WHAT IS BEING ASKED
Look below for the line containing "while segments.len() <"; from there through the line containing "match (first, slot)", both lines included, please set down each line exactly and nothing else.

DATASET EXCERPTS
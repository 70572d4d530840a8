use std::collections::BTreeMap;

use serde_json::{Map, Value};

use crate::pipeline::body::{BodyError, BodyLimits};

/// One bracketed part of a form key.
#[derive(Debug, PartialEq, Eq)]
enum Segment {
    /// `[]`
    Append,
    /// `[2]`, for indices up to the array limit.
    Index(usize),
    /// `[name]`, or an index above the array limit.
    Key(String),
}

/// The value tree built up while pairs are read. Arrays are sparse until the tree is converted.
#[derive(Debug)]
enum Node {
    Leaf(String),
    Array(BTreeMap<usize, Node>),
    Object(BTreeMap<String, Node>),
}

impl Node {
    fn into_value(self) -> Value {
        match self {
            Node::Leaf(value) => Value::String(value),
            Node::Array(items) => Value::Array(items.into_values().map(Node::into_value).collect()),
            Node::Object(fields) => Value::Object(
                fields.into_iter().map(|(key, node)| (key, node.into_value())).collect::<Map<String, Value>>()
            ),
        }
    }
}

/// Decodes an URL-encoded body into a nested object, expanding bracketed keys.
/// `a[b]=1&c[]=2&c[]=3` decodes to `{"a": {"b": "1"}, "c": ["2", "3"]}`.
pub fn parse(input: &[u8], limits: &BodyLimits) -> Result<Value, BodyError> {
    let pairs: Vec<_> = form_urlencoded::parse(input).take(limits.max_parameters + 1).collect();
    if pairs.len() > limits.max_parameters {
        return Err(BodyError::TooManyParameters);
    }

    let mut root: BTreeMap<String, Node> = BTreeMap::new();
    for (key, value) in pairs {
        if key.is_empty() {
            continue;
        }
        let (name, segments) = split_key(&key, limits);
        let existing = root.remove(&name);
        root.insert(name, assign(existing, &segments, value.into_owned()));
    }

    Ok(Node::Object(root).into_value())
}

/// Splits `a[b][0]` into the root name `a` and its segments. Segments beyond the depth limit, and any text
/// following the last well-formed bracket, are kept as one literal key.
fn split_key(key: &str, limits: &BodyLimits) -> (String, Vec<Segment>) {
    let open = key.find('[').filter(|&i| key[i..].contains(']'));
    let (name, mut rest) = match open {
        _ if limits.max_depth == 0 => return (key.to_string(), vec![]),
        None => return (key.to_string(), vec![]),
        Some(0) => match key.find(']') {
            Some(close) if close > 1 => (&key[1..close], &key[close + 1..]),
            _ => return (key.to_string(), vec![]),
        },
        Some(open) => (&key[..open], &key[open..]),
    };

    let mut segments = vec![];
    while segments.len() < limits.max_depth && rest.starts_with('[') {
        let close = match rest.find(']') {
            Some(close) => close,
            None => break,
        };
        let inner = &rest[1..close];
        if inner.contains('[') {
            break;
        }
        segments.push(segment(inner, limits.array_limit));
        rest = &rest[close + 1..];
    }
    if !rest.is_empty() {
        segments.push(Segment::Key(rest.to_string()));
    }

    (name.to_string(), segments)
}

fn segment(inner: &str, array_limit: usize) -> Segment {
    if inner.is_empty() {
        return Segment::Append;
    }
    match inner.parse::<usize>() {
        Ok(index) if index <= array_limit && index.to_string() == inner => Segment::Index(index),
        _ => Segment::Key(inner.to_string()),
    }
}

fn next_index(items: &BTreeMap<usize, Node>) -> usize {
    items.keys().next_back().map_or(0, |last| last + 1)
}

/// Places the leaf value at the path given by the segments, starting from the existing node in this slot.
fn assign(slot: Option<Node>, segments: &[Segment], leaf: String) -> Node {
    let (first, rest) = match segments.split_first() {
        None => {
            return match slot {
                None => Node::Leaf(leaf),
                Some(Node::Array(mut items)) => {
                    items.insert(next_index(&items), Node::Leaf(leaf));
                    Node::Array(items)
                }
                Some(other) => Node::Array(BTreeMap::from([(0, other), (1, Node::Leaf(leaf))])),
            };
        }
        Some(split) => split,
    };

    match (first, slot) {
        (Segment::Key(key), Some(Node::Object(mut fields))) => {
            let existing = fields.remove(key);
            fields.insert(key.clone(), assign(existing, rest, leaf));
            Node::Object(fields)
        }
        (Segment::Key(key), Some(Node::Array(items))) => {
            let mut fields: BTreeMap<String, Node> = items.into_iter()
                .map(|(index, node)| (index.to_string(), node))
                .collect();
            let existing = fields.remove(key);
            fields.insert(key.clone(), assign(existing, rest, leaf));
            Node::Object(fields)
        }
        (Segment::Key(key), Some(leaf_node @ Node::Leaf(_))) => {
            let object = Node::Object(BTreeMap::from([(key.clone(), assign(None, rest, leaf))]));
            Node::Array(BTreeMap::from([(0, leaf_node), (1, object)]))
        }
        (Segment::Key(key), None) => Node::Object(BTreeMap::from([(key.clone(), assign(None, rest, leaf))])),

        (Segment::Index(index), Some(Node::Object(mut fields))) => {
            let key = index.to_string();
            let existing = fields.remove(&key);
            fields.insert(key, assign(existing, rest, leaf));
            Node::Object(fields)
        }
        (Segment::Append, Some(Node::Object(mut fields))) => {
            fields.insert(fields.len().to_string(), assign(None, rest, leaf));
            Node::Object(fields)
        }
        (position, slot) => {
            let mut items = match slot {
                Some(Node::Array(items)) => items,
                Some(other) => BTreeMap::from([(0, other)]),
                None => BTreeMap::new(),
            };
            let index = match position {
                Segment::Index(index) if rest.is_empty() && items.contains_key(index) => next_index(&items),
                Segment::Index(index) => *index,
                _ => next_index(&items),
            };
            let existing = items.remove(&index);
            items.insert(index, assign(existing, rest, leaf));
            Node::Array(items)
        }
    }
}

EXERCISE RESULT
    while segments.len() < limits.max_depth && rest.starts_with('[') {
        let close = match rest.find(']') {
            Some(close) => close,
            None => break,
        };
        let inner = &rest[1..close];
        if inner.contains('[') {
            break;
        }
        segments.push(segment(inner, limits.array_limit));
        rest = &rest[close + 1..];
    }
    if !rest.is_empty() {
        segments.push(Segment::Key(rest.to_string()));
    }

    (name.to_string(), segments)
}

fn segment(inner: &str, array_limit: usize) -> Segment {
    if inner.is_empty() {
        return Segment::Append;
    }
    match inner.parse::<usize>() {
        Ok(index) if index <= array_limit && index.to_string() == inner => Segment::Index(index),
        _ => Segment::Key(inner.to_string()),
    }
}

fn next_index(items: &BTreeMap<usize, Node>) -> usize {
    items.keys().next_back().map_or(0, |last| last + 1)
}

/// Places the leaf value at the path given by the segments, starting from the existing node in this slot.
fn assign(slot: Option<Node>, segments: &[Segment], leaf: String) -> Node {
    let (first, rest) = match segments.split_first() {
        None => {
            return match slot {
                None => Node::Leaf(leaf),
                Some(Node::Array(mut items)) => {
                    items.insert(next_index(&items), Node::Leaf(leaf));
                    Node::Array(items)
                }
                Some(other) => Node::Array(BTreeMap::from([(0, other), (1, Node::Leaf(leaf))])),
            };
        }
        Some(split) => split,
    };

    match (first, slot) {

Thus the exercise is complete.